Start of Block

//! `foodwaste-core` — shared building blocks for the food inventory engine.
//!
//! This crate contains **pure** primitives (no IO, no storage).

pub mod clock;
pub mod date;
pub mod error;
pub mod name;

pub use clock::{Clock, FixedClock, SystemClock};
pub use date::{ExpirationDate, days_between, window_end};
pub use error::{InventoryError, InventoryResult};
pub use name::ItemName;
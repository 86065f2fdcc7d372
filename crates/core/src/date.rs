//! Expiration dates and day-count arithmetic.

use core::str::FromStr;

use chrono::{DateTime, Duration, NaiveDate, Utc};
use serde::{Deserialize, Serialize};

use crate::error::InventoryError;

const SECONDS_PER_DAY: i64 = 86_400;

/// Calendar date on which an item expires (no time-of-day).
///
/// Parsed strictly from `YYYY-MM-DD`: four-digit year, two-digit month and
/// day, hyphen separated. Compared against instants as midnight UTC.
#[derive(Debug, Copy, Clone, PartialEq, Eq, PartialOrd, Ord, Hash, Serialize, Deserialize)]
#[serde(transparent)]
pub struct ExpirationDate(NaiveDate);

impl ExpirationDate {
    pub fn new(date: NaiveDate) -> Self {
        Self(date)
    }

    /// Build from year/month/day, `None` if the date does not exist.
    pub fn from_ymd(year: i32, month: u32, day: u32) -> Option<Self> {
        NaiveDate::from_ymd_opt(year, month, day).map(Self)
    }

    pub fn date(&self) -> NaiveDate {
        self.0
    }

    /// The instant this date begins (00:00:00 UTC).
    pub fn starts_at(&self) -> DateTime<Utc> {
        self.0.and_time(chrono::NaiveTime::MIN).and_utc()
    }

    /// Whole days from `now` until this date begins, floored.
    ///
    /// Later the same day yields 0; any instant after midnight of an earlier
    /// date yields a negative count.
    pub fn days_until(&self, now: DateTime<Utc>) -> i64 {
        days_between(now, self.starts_at())
    }
}

impl core::fmt::Display for ExpirationDate {
    fn fmt(&self, f: &mut core::fmt::Formatter<'_>) -> core::fmt::Result {
        write!(f, "{}", self.0.format("%Y-%m-%d"))
    }
}

impl FromStr for ExpirationDate {
    type Err = InventoryError;

    fn from_str(s: &str) -> Result<Self, Self::Err> {
        let bytes = s.as_bytes();
        let well_formed = bytes.len() == 10
            && bytes.iter().enumerate().all(|(i, b)| match i {
                4 | 7 => *b == b'-',
                _ => b.is_ascii_digit(),
            });
        if !well_formed {
            return Err(InventoryError::date_parse(s, "expected YYYY-MM-DD"));
        }

        NaiveDate::parse_from_str(s, "%Y-%m-%d")
            .map(Self)
            .map_err(|e| InventoryError::date_parse(s, e.to_string()))
    }
}

impl From<NaiveDate> for ExpirationDate {
    fn from(value: NaiveDate) -> Self {
        Self(value)
    }
}

/// Floor of `(later - earlier)` in days.
pub fn days_between(earlier: DateTime<Utc>, later: DateTime<Utc>) -> i64 {
    (later - earlier).num_seconds().div_euclid(SECONDS_PER_DAY)
}

/// `now + days`, the inclusive upper bound of an expiration window.
///
/// Saturates at the latest representable instant, so an oversized window
/// covers every date.
pub fn window_end(now: DateTime<Utc>, days: u32) -> DateTime<Utc> {
    Duration::try_days(i64::from(days))
        .and_then(|span| now.checked_add_signed(span))
        .unwrap_or(DateTime::<Utc>::MAX_UTC)
}

#[cfg(test)]
mod tests {
    use super::*;
    use chrono::TimeZone;
    use proptest::prelude::*;

    fn at(y: i32, m: u32, d: u32, h: u32) -> DateTime<Utc> {
        Utc.with_ymd_and_hms(y, m, d, h, 0, 0).unwrap()
    }

    #[test]
    fn parses_canonical_format() {
        let date: ExpirationDate = "2025-01-10".parse().unwrap();
        assert_eq!(date, ExpirationDate::from_ymd(2025, 1, 10).unwrap());
        assert_eq!(date.to_string(), "2025-01-10");
    }

    #[test]
    fn rejects_malformed_dates() {
        for input in [
            "2025-1-10",
            "25-01-10",
            "2025/01/10",
            "2025-01-10T00:00",
            " 2025-01-10",
            "2025-02-30",
            "2025-13-01",
            "",
        ] {
            let err = input.parse::<ExpirationDate>().unwrap_err();
            assert!(
                matches!(err, InventoryError::DateParse { .. }),
                "expected DateParse for {input:?}"
            );
        }
    }

    #[test]
    fn days_until_floors_toward_earlier_time() {
        let date = ExpirationDate::from_ymd(2025, 1, 10).unwrap();
        assert_eq!(date.days_until(at(2025, 1, 8, 0)), 2);
        assert_eq!(date.days_until(at(2025, 1, 8, 12)), 1);
        assert_eq!(date.days_until(at(2025, 1, 9, 23)), 0);
        assert_eq!(date.days_until(at(2025, 1, 10, 0)), 0);
        // Chrono's `num_days` would truncate this to 0.
        assert_eq!(date.days_until(at(2025, 1, 10, 6)), -1);
    }

    #[test]
    fn window_end_adds_whole_days() {
        assert_eq!(window_end(at(2025, 1, 8, 9), 3), at(2025, 1, 11, 9));
        assert_eq!(window_end(at(2025, 1, 8, 9), 0), at(2025, 1, 8, 9));
    }

    #[test]
    fn window_end_saturates_past_max_date() {
        assert_eq!(window_end(at(2025, 1, 8, 9), u32::MAX), DateTime::<Utc>::MAX_UTC);
    }

    proptest! {
        #![proptest_config(ProptestConfig {
            cases: 256,
            ..ProptestConfig::default()
        })]

        /// Property: any real date prints and parses back to itself.
        #[test]
        fn display_is_parseable(days in 0i64..200_000) {
            let base = NaiveDate::from_ymd_opt(1900, 1, 1).unwrap();
            let date = ExpirationDate::new(base + Duration::days(days));
            let reparsed: ExpirationDate = date.to_string().parse().unwrap();
            prop_assert_eq!(reparsed, date);
        }

        /// Property: floored day count never overstates the remaining time.
        #[test]
        fn days_between_is_floor(offset_secs in -10_000_000i64..10_000_000) {
            let earlier = at(2025, 6, 1, 0);
            let later = earlier + Duration::seconds(offset_secs);
            let days = days_between(earlier, later);
            prop_assert!(days * SECONDS_PER_DAY <= offset_secs);
            prop_assert!((days + 1) * SECONDS_PER_DAY > offset_secs);
        }
    }
}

End of Block

▶ _Task description_: Find every line in the entries that includes the word "floored", then state how many there are and nothing else.

▶ _Solution to this task_: 2